Write the data below out again, unchanged.

══ Records supplied

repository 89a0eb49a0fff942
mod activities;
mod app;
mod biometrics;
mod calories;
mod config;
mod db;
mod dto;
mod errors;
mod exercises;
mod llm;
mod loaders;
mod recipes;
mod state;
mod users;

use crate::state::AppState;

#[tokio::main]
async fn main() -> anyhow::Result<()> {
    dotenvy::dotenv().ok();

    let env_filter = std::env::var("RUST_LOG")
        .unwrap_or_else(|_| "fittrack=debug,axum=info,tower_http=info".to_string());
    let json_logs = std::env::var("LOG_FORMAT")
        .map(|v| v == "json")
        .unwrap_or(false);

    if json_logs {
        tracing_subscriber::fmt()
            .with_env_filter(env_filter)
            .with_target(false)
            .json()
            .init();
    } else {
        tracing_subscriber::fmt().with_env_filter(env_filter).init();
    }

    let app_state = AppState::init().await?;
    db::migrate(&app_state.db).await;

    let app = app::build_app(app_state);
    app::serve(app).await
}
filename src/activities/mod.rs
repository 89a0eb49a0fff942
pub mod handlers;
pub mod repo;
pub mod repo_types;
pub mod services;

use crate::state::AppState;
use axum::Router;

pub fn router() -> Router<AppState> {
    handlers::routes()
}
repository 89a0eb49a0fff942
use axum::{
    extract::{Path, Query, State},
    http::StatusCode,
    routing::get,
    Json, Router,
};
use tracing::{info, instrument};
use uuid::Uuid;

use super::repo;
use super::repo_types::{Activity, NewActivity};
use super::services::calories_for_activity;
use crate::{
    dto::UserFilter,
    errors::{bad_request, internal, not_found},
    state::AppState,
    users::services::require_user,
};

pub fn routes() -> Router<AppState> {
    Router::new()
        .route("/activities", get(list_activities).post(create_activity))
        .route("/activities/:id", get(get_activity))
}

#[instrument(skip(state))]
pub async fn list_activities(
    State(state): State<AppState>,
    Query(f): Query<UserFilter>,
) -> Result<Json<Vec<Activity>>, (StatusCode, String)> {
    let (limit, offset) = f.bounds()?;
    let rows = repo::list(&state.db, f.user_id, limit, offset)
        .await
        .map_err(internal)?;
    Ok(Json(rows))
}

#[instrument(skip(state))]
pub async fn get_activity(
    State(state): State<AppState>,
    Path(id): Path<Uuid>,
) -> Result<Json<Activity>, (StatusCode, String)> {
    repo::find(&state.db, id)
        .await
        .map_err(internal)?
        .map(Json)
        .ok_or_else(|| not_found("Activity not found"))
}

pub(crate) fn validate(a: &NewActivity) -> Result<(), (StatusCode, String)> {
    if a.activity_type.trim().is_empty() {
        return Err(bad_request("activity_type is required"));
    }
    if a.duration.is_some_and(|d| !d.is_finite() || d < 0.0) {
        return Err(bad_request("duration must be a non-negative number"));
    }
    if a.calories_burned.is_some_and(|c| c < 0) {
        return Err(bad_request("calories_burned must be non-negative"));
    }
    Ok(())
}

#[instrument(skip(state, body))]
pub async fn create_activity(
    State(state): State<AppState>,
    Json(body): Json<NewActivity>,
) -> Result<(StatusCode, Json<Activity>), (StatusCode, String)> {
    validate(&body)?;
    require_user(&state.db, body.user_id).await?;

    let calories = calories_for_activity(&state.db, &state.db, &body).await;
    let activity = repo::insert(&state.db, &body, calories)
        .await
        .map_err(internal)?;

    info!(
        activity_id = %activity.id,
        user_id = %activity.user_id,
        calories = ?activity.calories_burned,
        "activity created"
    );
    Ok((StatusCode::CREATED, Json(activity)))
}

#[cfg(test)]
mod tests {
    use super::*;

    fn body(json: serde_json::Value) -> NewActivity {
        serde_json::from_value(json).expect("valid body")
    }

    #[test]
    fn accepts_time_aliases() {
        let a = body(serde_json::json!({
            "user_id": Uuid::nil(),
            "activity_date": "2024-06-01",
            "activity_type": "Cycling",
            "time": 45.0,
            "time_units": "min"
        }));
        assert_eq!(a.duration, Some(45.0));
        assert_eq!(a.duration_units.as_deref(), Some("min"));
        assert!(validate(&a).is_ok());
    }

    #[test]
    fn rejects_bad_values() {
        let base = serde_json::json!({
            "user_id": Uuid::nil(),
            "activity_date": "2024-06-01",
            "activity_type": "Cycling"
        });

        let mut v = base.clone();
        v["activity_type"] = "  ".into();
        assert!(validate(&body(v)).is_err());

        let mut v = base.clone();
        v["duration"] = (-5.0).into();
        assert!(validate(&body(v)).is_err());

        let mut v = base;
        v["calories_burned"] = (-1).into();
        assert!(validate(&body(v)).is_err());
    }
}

════

* Final answer
repository 89a0eb49a0fff942
mod activities;
mod app;
mod biometrics;
mod calories;
mod config;
mod db;
mod dto;
mod errors;
mod exercises;
mod llm;
mod loaders;
mod recipes;
mod state;
mod users;

use crate::state::AppState;

#[tokio::main]
async fn main() -> anyhow::Result<()> {
    dotenvy::dotenv().ok();

    let env_filter = std::env::var("RUST_LOG")
        .unwrap_or_else(|_| "fittrack=debug,axum=info,tower_http=info".to_string());
    let json_logs = std::env::var("LOG_FORMAT")
        .map(|v| v == "json")
        .unwrap_or(false);

    if json_logs {
        tracing_subscriber::fmt()
            .with_env_filter(env_filter)
            .with_target(false)
            .json()
            .init();
    } else {
        tracing_subscriber::fmt().with_env_filter(env_filter).init();
    }

    let app_state = AppState::init().await?;
    db::migrate(&app_state.db).await;

    let app = app::build_app(app_state);
    app::serve(app).await
}
filename src/activities/mod.rs
repository 89a0eb49a0fff942
pub mod handlers;
pub mod repo;
pub mod repo_types;
pub mod services;

use crate::state::AppState;
use axum::Router;

pub fn router() -> Router<AppState> {
    handlers::routes()
}
repository 89a0eb49a0fff942
use axum::{
    extract::{Path, Query, State},
    http::StatusCode,
    routing::get,
    Json, Router,
};
use tracing::{info, instrument};
use uuid::Uuid;

use super::repo;
use super::repo_types::{Activity, NewActivity};
use super::services::calories_for_activity;
use crate::{
    dto::UserFilter,
    errors::{bad_request, internal, not_found},
    state::AppState,
    users::services::require_user,
};

pub fn routes() -> Router<AppState> {
    Router::new()
        .route("/activities", get(list_activities).post(create_activity))
        .route("/activities/:id", get(get_activity))
}

#[instrument(skip(state))]
pub async fn list_activities(
    State(state): State<AppState>,
    Query(f): Query<UserFilter>,
) -> Result<Json<Vec<Activity>>, (StatusCode, String)> {
    let (limit, offset) = f.bounds()?;
    let rows = repo::list(&state.db, f.user_id, limit, offset)
        .await
        .map_err(internal)?;
    Ok(Json(rows))
}

#[instrument(skip(state))]
pub async fn get_activity(
    State(state): State<AppState>,
    Path(id): Path<Uuid>,
) -> Result<Json<Activity>, (StatusCode, String)> {
    repo::find(&state.db, id)
        .await
        .map_err(internal)?
        .map(Json)
        .ok_or_else(|| not_found("Activity not found"))
}

pub(crate) fn validate(a: &NewActivity) -> Result<(), (StatusCode, String)> {
    if a.activity_type.trim().is_empty() {
        return Err(bad_request("activity_type is required"));
    }
    if a.duration.is_some_and(|d| !d.is_finite() || d < 0.0) {
        return Err(bad_request("duration must be a non-negative number"));
    }
    if a.calories_burned.is_some_and(|c| c < 0) {
        return Err(bad_request("calories_burned must be non-negative"));
    }
    Ok(())
}

#[instrument(skip(state, body))]
pub async fn create_activity(
    State(state): State<AppState>,
    Json(body): Json<NewActivity>,
) -> Result<(StatusCode, Json<Activity>), (StatusCode, String)> {
    validate(&body)?;
    require_user(&state.db, body.user_id).await?;

    let calories = calories_for_activity(&state.db, &state.db, &body).await;
    let activity = repo::insert(&state.db, &body, calories)
        .await
        .map_err(internal)?;

    info!(
        activity_id = %activity.id,
        user_id = %activity.user_id,
        calories = ?activity.calories_burned,
        "activity created"
    );
    Ok((StatusCode::CREATED, Json(activity)))
}

#[cfg(test)]
mod tests {
    use super::*;

    fn body(json: serde_json::Value) -> NewActivity {
        serde_json::from_value(json).expect("valid body")
    }

    #[test]
    fn accepts_time_aliases() {
        let a = body(serde_json::json!({
            "user_id": Uuid::nil(),
            "activity_date": "2024-06-01",
            "activity_type": "Cycling",
            "time": 45.0,
            "time_units": "min"
        }));
        assert_eq!(a.duration, Some(45.0));
        assert_eq!(a.duration_units.as_deref(), Some("min"));
        assert!(validate(&a).is_ok());
    }

    #[test]
    fn rejects_bad_values() {
        let base = serde_json::json!({
            "user_id": Uuid::nil(),
            "activity_date": "2024-06-01",
            "activity_type": "Cycling"
        });

        let mut v = base.clone();
        v["activity_type"] = "  ".into();
        assert!(validate(&body(v)).is_err());

        let mut v = base.clone();
        v["duration"] = (-5.0).into();
        assert!(validate(&body(v)).is_err());

        let mut v = base;
        v["calories_burned"] = (-1).into();
        assert!(validate(&body(v)).is_err());
    }
}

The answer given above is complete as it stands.